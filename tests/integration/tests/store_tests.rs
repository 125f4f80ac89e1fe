//! Persistence scenarios over the file backend
//!
//! Run with: cargo test -p integration-tests --test store_tests

use integration_tests::{seller_form, test_config, test_settings, unique_number, TestMarket};
use market_core::entities::ListingStatus;
use market_service::dto::SendMessageRequest;
use tempfile::tempdir;

#[tokio::test]
async fn test_state_survives_reopen() {
    let dir = tempdir().unwrap();
    let path = dir.path().join("market.json");
    let settings = test_settings().with_auto_approve(true);

    let number = unique_number();
    let (user_id, chat_id) = {
        let market = TestMarket::start_on_file(&path, settings.clone()).unwrap();
        let user = market.sign_up(&number, "persisted").await.unwrap();
        market
            .listings()
            .submit_listing(&user, seller_form("Comedy", 10_000, 500))
            .await
            .unwrap();
        let chat_id = user.personal_broadcast_id.unwrap();
        market
            .chats()
            .send_message(chat_id, user.id, SendMessageRequest::text("saved"))
            .await
            .unwrap();
        (user.id, chat_id)
    };

    let market = TestMarket::start_on_file(&path, settings).unwrap();
    let current = market.auth().current_user().await.unwrap().unwrap();
    assert_eq!(current.id, user_id);

    let catalog = market.listings().catalog().await.unwrap();
    assert_eq!(catalog.len(), 1);
    assert_eq!(catalog[0].status, ListingStatus::Available);

    let messages = market.chats().messages_for_chat(chat_id).await.unwrap();
    assert_eq!(messages.len(), 1);
    assert_eq!(messages[0].content, "saved");

    // a returning phone logs in without a username
    market.auth().logout().await.unwrap();
    let code = market.request_code(&number).await.unwrap();
    let again = market.confirm(&number, &code, None).await.unwrap();
    assert_eq!(again.id, user_id);
}

#[tokio::test]
async fn test_file_uses_documented_keys() {
    let dir = tempdir().unwrap();
    let path = dir.path().join("market.json");

    {
        let market = TestMarket::start_on_file(&path, test_settings()).unwrap();
        let user = market.sign_up(&unique_number(), "keys").await.unwrap();
        market
            .listings()
            .submit_listing(&user, seller_form("Comedy", 1_000, 50))
            .await
            .unwrap();
    }

    let raw = std::fs::read_to_string(&path).unwrap();
    let json: serde_json::Value = serde_json::from_str(&raw).unwrap();
    for key in ["users", "sellerAccounts", "chats", "user"] {
        assert!(json.get(key).is_some(), "missing key {key}");
    }
    assert_eq!(json["users"][0]["username"], "keys");
    assert_eq!(json["sellerAccounts"][0]["review"], "pending");
    assert_eq!(json["chats"][0]["type"], "broadcast");
    assert_eq!(json["chats"][0]["name"], "My Status");
}

#[tokio::test]
async fn test_market_from_config() {
    let dir = tempdir().unwrap();
    let path = dir.path().join("configured.json");

    let market = TestMarket::start_with_config(&test_config(Some(&path))).unwrap();
    market.sign_up(&unique_number(), "configured").await.unwrap();
    assert!(path.exists());

    let memory = TestMarket::start_with_config(&test_config(None)).unwrap();
    assert!(memory.listings().catalog().await.unwrap().is_empty());
}
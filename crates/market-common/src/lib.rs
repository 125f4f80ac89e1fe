//! # market-common
//!
//! Shared utilities including configuration, error handling, and telemetry.

pub mod config;
pub mod error;
pub mod telemetry;

// Re-export commonly used types at crate root
pub use config::{
    AppConfig, AppSettings, AuthConfig, CatalogConfig, ConfigError, Environment,
    StoreBackend, StoreConfig,
};
pub use error::{AppError, AppResult};
pub use telemetry::{
    init_tracing, init_tracing_with_config, try_init_tracing, try_init_tracing_with_config,
    TracingConfig, TracingError,
};
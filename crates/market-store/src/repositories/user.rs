//! Key-value implementation of UserRepository

use async_trait::async_trait;
use tracing::instrument;

use market_core::entities::User;
use market_core::error::DomainError;
use market_core::traits::{RepoResult, UserRepository};
use market_core::value_objects::{PhoneNumber, RecordId};

use crate::collection::Collection;
use crate::events::EventBus;
use crate::keys;
use crate::kv::SharedStore;

use super::error::map_store_error;

/// Users stored under the `users` key
#[derive(Clone)]
pub struct KvUserRepository {
    users: Collection<User>,
}

impl KvUserRepository {
    pub fn new(store: SharedStore, events: EventBus) -> Self {
        Self {
            users: Collection::new(store, keys::USERS, events),
        }
    }
}

#[async_trait]
impl UserRepository for KvUserRepository {
    #[instrument(skip(self))]
    async fn find_by_id(&self, id: RecordId) -> RepoResult<Option<User>> {
        let users = self.users.load().await.map_err(map_store_error)?;
        Ok(users.into_iter().find(|u| u.id == id))
    }

    #[instrument(skip(self), fields(phone = %phone))]
    async fn find_by_phone(&self, phone: &PhoneNumber) -> RepoResult<Option<User>> {
        let users = self.users.load().await.map_err(map_store_error)?;
        Ok(users.into_iter().find(|u| u.has_phone(phone)))
    }

    #[instrument(skip(self))]
    async fn find_by_username(&self, username: &str) -> RepoResult<Option<User>> {
        let users = self.users.load().await.map_err(map_store_error)?;
        Ok(users.into_iter().find(|u| u.has_username(username)))
    }

    #[instrument(skip(self))]
    async fn list(&self) -> RepoResult<Vec<User>> {
        self.users.load().await.map_err(map_store_error)
    }

    #[instrument(skip(self, user), fields(user_id = %user.id))]
    async fn create(&self, user: &User) -> RepoResult<()> {
        let user = user.clone();
        self.users
            .try_update(move |users| {
                if users.iter().any(|u| u.phone_number == user.phone_number) {
                    return Err(DomainError::ValidationError(format!(
                        "phone {} is already registered",
                        user.phone_number
                    )));
                }
                if users.iter().any(|u| u.has_username(&user.username)) {
                    return Err(DomainError::UsernameTaken);
                }
                users.push(user);
                Ok(())
            })
            .await
            .map_err(map_store_error)?
    }

    #[instrument(skip(self))]
    async fn delete(&self, id: RecordId) -> RepoResult<bool> {
        self.users
            .update(|users| {
                let before = users.len();
                users.retain(|u| u.id != id);
                users.len() != before
            })
            .await
            .map_err(map_store_error)
    }
}
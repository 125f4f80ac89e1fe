//! Session state - the signed-in user and the outstanding OTP challenge

use chrono::{DateTime, Duration, Utc};
use serde::{Deserialize, Serialize};

use crate::entities::User;
use crate::value_objects::PhoneNumber;

/// An issued one-time code waiting for confirmation
#[derive(Debug, Clone, PartialEq, Eq, Serialize, Deserialize)]
#[serde(rename_all = "camelCase")]
pub struct PendingChallenge {
    /// Opaque handle returned by the verification provider
    pub handle: String,
    pub phone: PhoneNumber,
    pub issued_at: DateTime<Utc>,
    pub expires_at: DateTime<Utc>,
    /// Code surfaced by development providers; `None` for real SMS delivery
    #[serde(default, skip_serializing_if = "Option::is_none")]
    pub dev_code: Option<String>,
    /// Code the provider already accepted for this challenge
    #[serde(default, skip_serializing_if = "Option::is_none")]
    pub confirmed_code: Option<String>,
}

impl PendingChallenge {
    /// `None` when `ttl` pushes the expiry past the representable range
    pub fn new(handle: String, phone: PhoneNumber, ttl: Duration) -> Option<Self> {
        let issued_at = Utc::now();
        let expires_at = issued_at.checked_add_signed(ttl)?;
        Some(Self {
            handle,
            phone,
            issued_at,
            expires_at,
            dev_code: None,
            confirmed_code: None,
        })
    }

    #[must_use]
    pub fn with_dev_code(mut self, code: impl Into<String>) -> Self {
        self.dev_code = Some(code.into());
        self
    }

    /// A challenge is expired from its expiry instant onwards
    pub fn is_expired_at(&self, now: DateTime<Utc>) -> bool {
        now >= self.expires_at
    }

    pub fn is_expired(&self) -> bool {
        self.is_expired_at(Utc::now())
    }

    pub fn is_for(&self, phone: &PhoneNumber) -> bool {
        &self.phone == phone
    }

    /// Remember a code the provider accepted
    pub fn confirm(&mut self, code: impl Into<String>) {
        self.confirmed_code = Some(code.into());
    }

    /// Whether `code` matches one the provider already accepted
    pub fn was_confirmed_with(&self, code: &str) -> bool {
        self.confirmed_code.as_deref() == Some(code)
    }
}

/// The active session
#[derive(Debug, Clone, PartialEq, Eq, Serialize, Deserialize)]
#[serde(rename_all = "camelCase")]
pub struct Session {
    pub user: User,
    pub started_at: DateTime<Utc>,
}

impl Session {
    pub fn new(user: User) -> Self {
        Self {
            user,
            started_at: Utc::now(),
        }
    }
}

______

◆ **REQUIREMENT**:
From the records above, count how many lines hold the string "TestMarket", then give only that number.

◆ **ANSWER SPACE**:
6